//! `apctl run`: submit workflows through admission and drive them.

use std::collections::HashSet;
use std::time::Duration;

use anyhow::{Context, Result};
use clap::Args;
use console::style;
use indicatif::{ProgressBar, ProgressStyle};
use uuid::Uuid;

use autopilot_core::workflow::orchestrator::{RunReport, Submission};
use autopilot_infra::tool::simulated::FailureInjection;
use autopilot_types::workflow::{AdmissionOutcome, ExecutionFlags, WorkflowStatus, WorkflowTemplate};

use super::print_run_report;
use crate::state::AppState;

#[derive(Args, Debug)]
pub struct RunArgs {
    /// Tenant that owns the workflows.
    #[arg(long)]
    pub org: String,

    /// Workflow template (profile, dashboard, memo).
    #[arg(long)]
    pub template: WorkflowTemplate,

    /// Number of workflows to submit.
    #[arg(long, default_value = "1")]
    pub count: u32,

    /// Use the sampling-reduced request shape for every step.
    #[arg(long)]
    pub sampling: bool,

    /// Skip legally skippable steps that fail terminally.
    #[arg(long)]
    pub skip_on_error: bool,

    /// Inject a simulated tool failure: step=class[:times] (repeatable).
    #[arg(long = "fail", value_name = "STEP=CLASS[:TIMES]")]
    pub fail: Vec<FailureInjection>,
}

pub async fn run(state: &AppState, args: RunArgs, json: bool, quiet: bool) -> Result<()> {
    let flags = ExecutionFlags {
        sampling: args.sampling,
        skip_on_error: args.skip_on_error,
    };

    let mut submissions: Vec<Submission> = Vec::new();
    for _ in 0..args.count.max(1) {
        let submission = state
            .orchestrator
            .submit(&args.org, args.template, flags)
            .await
            .context("Failed to submit workflow")?;
        submissions.push(submission);
    }

    let spinner = (!json && !quiet).then(|| {
        let spinner = ProgressBar::new_spinner();
        spinner.set_style(
            ProgressStyle::default_spinner()
                .template("{spinner:.cyan} {msg}")
                .unwrap_or_else(|_| ProgressStyle::default_spinner()),
        );
        spinner.set_message(format!(
            "Running {} {} workflow(s) for {}...",
            submissions.len(),
            args.template,
            args.org
        ));
        spinner.enable_steady_tick(Duration::from_millis(80));
        spinner
    });

    let admitted: Vec<Uuid> = submissions
        .iter()
        .filter(|s| s.is_running())
        .map(|s| s.workflow_id)
        .collect();
    let outcomes = state.orchestrator.run_to_completion(admitted).await;

    if let Some(spinner) = spinner {
        spinner.finish_and_clear();
    }

    let mut reports: Vec<RunReport> = Vec::new();
    for outcome in outcomes {
        match outcome {
            Ok(report) => reports.push(report),
            Err(e) => tracing::error!(error = %e, "workflow run aborted"),
        }
    }

    // Submissions never promoted are still waiting behind runs owned by
    // another process.
    let driven: HashSet<Uuid> = reports.iter().map(|r| r.workflow_id).collect();
    let waiting: Vec<&Submission> = submissions
        .iter()
        .filter(|s| !driven.contains(&s.workflow_id))
        .collect();

    if json {
        let out = serde_json::json!({
            "submitted": submissions.len(),
            "runs": reports,
            "waiting": waiting,
        });
        println!("{}", serde_json::to_string_pretty(&out)?);
        return Ok(());
    }
    if quiet {
        return Ok(());
    }

    println!();
    println!(
        "  {} {} {} workflow(s) for {}",
        style("*").green().bold(),
        submissions.len(),
        style(args.template).cyan(),
        style(&args.org).cyan()
    );
    println!();
    for report in &reports {
        print_run_report(report);
    }
    for submission in &waiting {
        let position = match submission.admission {
            AdmissionOutcome::Queued { position } => position.to_string(),
            AdmissionOutcome::Running => "-".to_string(),
        };
        println!(
            "  {} {} (position {position})",
            style(submission.workflow_id).dim(),
            style("queued").cyan()
        );
    }

    let count = |status: WorkflowStatus| reports.iter().filter(|r| r.status == status).count();
    println!();
    println!(
        "  {} success, {} partial_failure, {} failed, {} cancelled, {} waiting",
        style(count(WorkflowStatus::Success)).green(),
        style(count(WorkflowStatus::PartialFailure)).yellow(),
        style(count(WorkflowStatus::Failed)).red(),
        count(WorkflowStatus::Cancelled),
        waiting.len()
    );
    println!();

    Ok(())
}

|---|

■ AIM OF THE TASK
Lines containing the word "HashSet" must be found in the data above and copied.

■ COMPLETED TASK
use std::collections::HashSet;
    let driven: HashSet<Uuid> = reports.iter().map(|r| r.workflow_id).collect();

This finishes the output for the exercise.